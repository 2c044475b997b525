//! Input module - the coordinate samples the paint core consumes

pub mod smoothing;

pub use smoothing::{SmoothingOptions, StrokeSmoother};

use serde::{Deserialize, Serialize};

/// One input sample in surface space.
///
/// Samples are produced by the input collaborator and consumed
/// synchronously; the interpolator derives intermediate samples by
/// linear blending between the last two recorded ones.
#[derive(Debug, Clone, Copy, PartialEq, Serialize, Deserialize)]
#[serde(default, rename_all = "camelCase")]
pub struct Coords {
    /// X coordinate in surface space
    pub x: f64,
    /// Y coordinate in surface space
    pub y: f64,
    /// Pressure (0.0 - 1.0)
    pub pressure: f64,
    /// Horizontal tilt (-1.0 - 1.0)
    pub xtilt: f64,
    /// Vertical tilt (-1.0 - 1.0)
    pub ytilt: f64,
    /// Wheel / barrel rotation (0.0 - 1.0, one full turn)
    pub wheel: f64,
    /// Pointer velocity (0.0 - 1.0)
    pub velocity: f64,
    /// Direction of travel (0.0 - 1.0, one full turn)
    pub direction: f64,
    /// Display zoom along x, used by zoom-aware brush sizing
    pub xscale: f64,
    /// Display zoom along y
    pub yscale: f64,
    /// Whether the view is mirrored
    pub reflect: bool,
}

impl Default for Coords {
    fn default() -> Self {
        Self {
            x: 0.0,
            y: 0.0,
            pressure: 1.0,
            xtilt: 0.0,
            ytilt: 0.0,
            wheel: 0.5,
            velocity: 0.0,
            direction: 0.0,
            xscale: 1.0,
            yscale: 1.0,
            reflect: false,
        }
    }
}

impl Coords {
    /// Create a sample at `(x, y)` with the given pressure
    pub fn new(x: f64, y: f64, pressure: f64) -> Self {
        Self {
            x,
            y,
            pressure: pressure.clamp(0.0, 1.0),
            ..Self::default()
        }
    }

    /// Create with tilt
    pub fn with_tilt(x: f64, y: f64, pressure: f64, xtilt: f64, ytilt: f64) -> Self {
        Self {
            xtilt: xtilt.clamp(-1.0, 1.0),
            ytilt: ytilt.clamp(-1.0, 1.0),
            ..Self::new(x, y, pressure)
        }
    }

    /// Same position as `other`
    pub fn same_position(&self, other: &Coords) -> bool {
        self.x == other.x && self.y == other.y
    }

    /// Pixel cell containing this sample
    pub fn cell(&self) -> (i64, i64) {
        (self.x.floor() as i64, self.y.floor() as i64)
    }
}

#[cfg(test)]
#[allow(clippy::unwrap_used)]
mod tests {
    use super::*;

    #[test]
    fn test_coords_creation() {
        let coords = Coords::new(100.0, 200.0, 0.5);

        assert_eq!(coords.x, 100.0);
        assert_eq!(coords.y, 200.0);
        assert_eq!(coords.pressure, 0.5);
        assert_eq!(coords.xscale, 1.0);
    }

    #[test]
    fn test_pressure_clamping() {
        assert_eq!(Coords::new(0.0, 0.0, 1.5).pressure, 1.0);
        assert_eq!(Coords::new(0.0, 0.0, -0.5).pressure, 0.0);
    }

    #[test]
    fn test_tilt_clamping() {
        let coords = Coords::with_tilt(0.0, 0.0, 1.0, 3.0, -3.0);
        assert_eq!(coords.xtilt, 1.0);
        assert_eq!(coords.ytilt, -1.0);
    }

    #[test]
    fn test_deserialize_partial_sample() {
        let coords: Coords = serde_json::from_str(r#"{"x": 4.5, "y": 2.0}"#).unwrap();
        assert_eq!(coords.x, 4.5);
        assert_eq!(coords.pressure, 1.0);
        assert_eq!(coords.cell(), (4, 2));
    }
}
//! Airbrush repeat timer
//!
//! A recurring task owned by the thread driving the stroke. The event loop
//! polls it with the current time; every due tick re-stamps the last dab.
//! Any motion or the end of the stroke cancels it.

use std::time::{Duration, Instant};

/// Scale between the airbrush rate and the tick interval in milliseconds
const RATE_TO_MS: f64 = 10_000.0;

/// Interval between airbrush stamps for a rate in stamps-per-ten-seconds
/// units (0 - 150), or `None` when the rate is zero
pub fn interval_for_rate(rate: f64) -> Option<Duration> {
    if !rate.is_finite() || rate <= 0.0 {
        return None;
    }
    Some(Duration::from_micros((RATE_TO_MS / rate * 1000.0) as u64))
}

#[derive(Debug, Clone, Copy, Default)]
pub struct RepeatTimer {
    interval: Option<Duration>,
    next_due: Option<Instant>,
}

impl RepeatTimer {
    pub fn new() -> Self {
        Self::default()
    }

    /// Arm the timer so the first tick fires one interval after `now`.
    /// A zero rate leaves the timer disarmed.
    pub fn schedule(&mut self, now: Instant, rate: f64) {
        self.interval = interval_for_rate(rate);
        self.next_due = self.interval.map(|interval| now + interval);
    }

    pub fn cancel(&mut self) {
        self.next_due = None;
    }

    pub fn is_armed(&self) -> bool {
        self.next_due.is_some()
    }

    pub fn interval(&self) -> Option<Duration> {
        self.interval
    }

    /// Time left until the next tick
    pub fn remaining(&self, now: Instant) -> Option<Duration> {
        self.next_due.map(|due| due.saturating_duration_since(now))
    }

    /// Fire at most one tick if due, rescheduling from `now`.
    ///
    /// Missed ticks are dropped rather than replayed in a burst.
    pub fn poll(&mut self, now: Instant) -> bool {
        match (self.next_due, self.interval) {
            (Some(due), Some(interval)) if now >= due => {
                self.next_due = Some(now + interval);
                true
            }
            _ => false,
        }
    }
}

#[cfg(test)]
mod tests {
    use super::*;

    #[test]
    fn test_interval_from_rate() {
        assert_eq!(interval_for_rate(80.0), Some(Duration::from_millis(125)));
        assert_eq!(interval_for_rate(0.0), None);
        assert_eq!(interval_for_rate(f64::NAN), None);
    }

    #[test]
    fn test_poll_fires_once_per_interval() {
        let start = Instant::now();
        let mut timer = RepeatTimer::new();
        timer.schedule(start, 100.0);
        assert!(timer.is_armed());

        assert!(!timer.poll(start + Duration::from_millis(50)));
        assert!(timer.poll(start + Duration::from_millis(100)));
        assert!(!timer.poll(start + Duration::from_millis(150)));
        // a long stall yields one tick, not a burst
        assert!(timer.poll(start + Duration::from_millis(1000)));
        assert!(!timer.poll(start + Duration::from_millis(1050)));
        assert_eq!(
            timer.remaining(start + Duration::from_millis(1050)),
            Some(Duration::from_millis(50))
        );
    }

    #[test]
    fn test_cancel_and_zero_rate() {
        let start = Instant::now();
        let mut timer = RepeatTimer::new();
        timer.schedule(start, 50.0);
        timer.cancel();
        assert!(!timer.poll(start + Duration::from_secs(5)));

        timer.schedule(start, 0.0);
        assert!(!timer.is_armed());
        assert!(!timer.poll(start + Duration::from_secs(5)));
    }
}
────────────────────
→ **ABOUT THIS EXERCISE**
Give all of the material again, exactly.

→ **FINISHED EXERCISE**
repository 2c044475b997b525
//! Input module - the coordinate samples the paint core consumes

pub mod smoothing;

pub use smoothing::{SmoothingOptions, StrokeSmoother};

use serde::{Deserialize, Serialize};

/// One input sample in surface space.
///
/// Samples are produced by the input collaborator and consumed
/// synchronously; the interpolator derives intermediate samples by
/// linear blending between the last two recorded ones.
#[derive(Debug, Clone, Copy, PartialEq, Serialize, Deserialize)]
#[serde(default, rename_all = "camelCase")]
pub struct Coords {
    /// X coordinate in surface space
    pub x: f64,
    /// Y coordinate in surface space
    pub y: f64,
    /// Pressure (0.0 - 1.0)
    pub pressure: f64,
    /// Horizontal tilt (-1.0 - 1.0)
    pub xtilt: f64,
    /// Vertical tilt (-1.0 - 1.0)
    pub ytilt: f64,
    /// Wheel / barrel rotation (0.0 - 1.0, one full turn)
    pub wheel: f64,
    /// Pointer velocity (0.0 - 1.0)
    pub velocity: f64,
    /// Direction of travel (0.0 - 1.0, one full turn)
    pub direction: f64,
    /// Display zoom along x, used by zoom-aware brush sizing
    pub xscale: f64,
    /// Display zoom along y
    pub yscale: f64,
    /// Whether the view is mirrored
    pub reflect: bool,
}

impl Default for Coords {
    fn default() -> Self {
        Self {
            x: 0.0,
            y: 0.0,
            pressure: 1.0,
            xtilt: 0.0,
            ytilt: 0.0,
            wheel: 0.5,
            velocity: 0.0,
            direction: 0.0,
            xscale: 1.0,
            yscale: 1.0,
            reflect: false,
        }
    }
}

impl Coords {
    /// Create a sample at `(x, y)` with the given pressure
    pub fn new(x: f64, y: f64, pressure: f64) -> Self {
        Self {
            x,
            y,
            pressure: pressure.clamp(0.0, 1.0),
            ..Self::default()
        }
    }

    /// Create with tilt
    pub fn with_tilt(x: f64, y: f64, pressure: f64, xtilt: f64, ytilt: f64) -> Self {
        Self {
            xtilt: xtilt.clamp(-1.0, 1.0),
            ytilt: ytilt.clamp(-1.0, 1.0),
            ..Self::new(x, y, pressure)
        }
    }

    /// Same position as `other`
    pub fn same_position(&self, other: &Coords) -> bool {
        self.x == other.x && self.y == other.y
    }

    /// Pixel cell containing this sample
    pub fn cell(&self) -> (i64, i64) {
        (self.x.floor() as i64, self.y.floor() as i64)
    }
}

#[cfg(test)]
#[allow(clippy::unwrap_used)]
mod tests {
    use super::*;

    #[test]
    fn test_coords_creation() {
        let coords = Coords::new(100.0, 200.0, 0.5);

        assert_eq!(coords.x, 100.0);
        assert_eq!(coords.y, 200.0);
        assert_eq!(coords.pressure, 0.5);
        assert_eq!(coords.xscale, 1.0);
    }

    #[test]
    fn test_pressure_clamping() {
        assert_eq!(Coords::new(0.0, 0.0, 1.5).pressure, 1.0);
        assert_eq!(Coords::new(0.0, 0.0, -0.5).pressure, 0.0);
    }

    #[test]
    fn test_tilt_clamping() {
        let coords = Coords::with_tilt(0.0, 0.0, 1.0, 3.0, -3.0);
        assert_eq!(coords.xtilt, 1.0);
        assert_eq!(coords.ytilt, -1.0);
    }

    #[test]
    fn test_deserialize_partial_sample() {
        let coords: Coords = serde_json::from_str(r#"{"x": 4.5, "y": 2.0}"#).unwrap();
        assert_eq!(coords.x, 4.5);
        assert_eq!(coords.pressure, 1.0);
        assert_eq!(coords.cell(), (4, 2));
    }
}
//! Airbrush repeat timer
//!
//! A recurring task owned by the thread driving the stroke. The event loop
//! polls it with the current time; every due tick re-stamps the last dab.
//! Any motion or the end of the stroke cancels it.

use std::time::{Duration, Instant};

/// Scale between the airbrush rate and the tick interval in milliseconds
const RATE_TO_MS: f64 = 10_000.0;

/// Interval between airbrush stamps for a rate in stamps-per-ten-seconds
/// units (0 - 150), or `None` when the rate is zero
pub fn interval_for_rate(rate: f64) -> Option<Duration> {
    if !rate.is_finite() || rate <= 0.0 {
        return None;
    }
    Some(Duration::from_micros((RATE_TO_MS / rate * 1000.0) as u64))
}

#[derive(Debug, Clone, Copy, Default)]
pub struct RepeatTimer {
    interval: Option<Duration>,
    next_due: Option<Instant>,
}

impl RepeatTimer {
    pub fn new() -> Self {
        Self::default()
    }

    /// Arm the timer so the first tick fires one interval after `now`.
    /// A zero rate leaves the timer disarmed.
    pub fn schedule(&mut self, now: Instant, rate: f64) {
        self.interval = interval_for_rate(rate);
        self.next_due = self.interval.map(|interval| now + interval);
    }

    pub fn cancel(&mut self) {
        self.next_due = None;
    }

    pub fn is_armed(&self) -> bool {
        self.next_due.is_some()
    }

    pub fn interval(&self) -> Option<Duration> {
        self.interval
    }

    /// Time left until the next tick
    pub fn remaining(&self, now: Instant) -> Option<Duration> {
        self.next_due.map(|due| due.saturating_duration_since(now))
    }

    /// Fire at most one tick if due, rescheduling from `now`.
    ///
    /// Missed ticks are dropped rather than replayed in a burst.
    pub fn poll(&mut self, now: Instant) -> bool {
        match (self.next_due, self.interval) {
            (Some(due), Some(interval)) if now >= due => {
                self.next_due = Some(now + interval);
                true
            }
            _ => false,
        }
    }
}

#[cfg(test)]
mod tests {
    use super::*;

    #[test]
    fn test_interval_from_rate() {
        assert_eq!(interval_for_rate(80.0), Some(Duration::from_millis(125)));
        assert_eq!(interval_for_rate(0.0), None);
        assert_eq!(interval_for_rate(f64::NAN), None);
    }

    #[test]
    fn test_poll_fires_once_per_interval() {
        let start = Instant::now();
        let mut timer = RepeatTimer::new();
        timer.schedule(start, 100.0);
        assert!(timer.is_armed());

        assert!(!timer.poll(start + Duration::from_millis(50)));
        assert!(timer.poll(start + Duration::from_millis(100)));
        assert!(!timer.poll(start + Duration::from_millis(150)));
        // a long stall yields one tick, not a burst
        assert!(timer.poll(start + Duration::from_millis(1000)));
        assert!(!timer.poll(start + Duration::from_millis(1050)));
        assert_eq!(
            timer.remaining(start + Duration::from_millis(1050)),
            Some(Duration::from_millis(50))
        );
    }

    #[test]
    fn test_cancel_and_zero_rate() {
        let start = Instant::now();
        let mut timer = RepeatTimer::new();
        timer.schedule(start, 50.0);
        timer.cancel();
        assert!(!timer.poll(start + Duration::from_secs(5)));

        timer.schedule(start, 0.0);
        assert!(!timer.is_armed());
        assert!(!timer.poll(start + Duration::from_secs(5)));
    }
}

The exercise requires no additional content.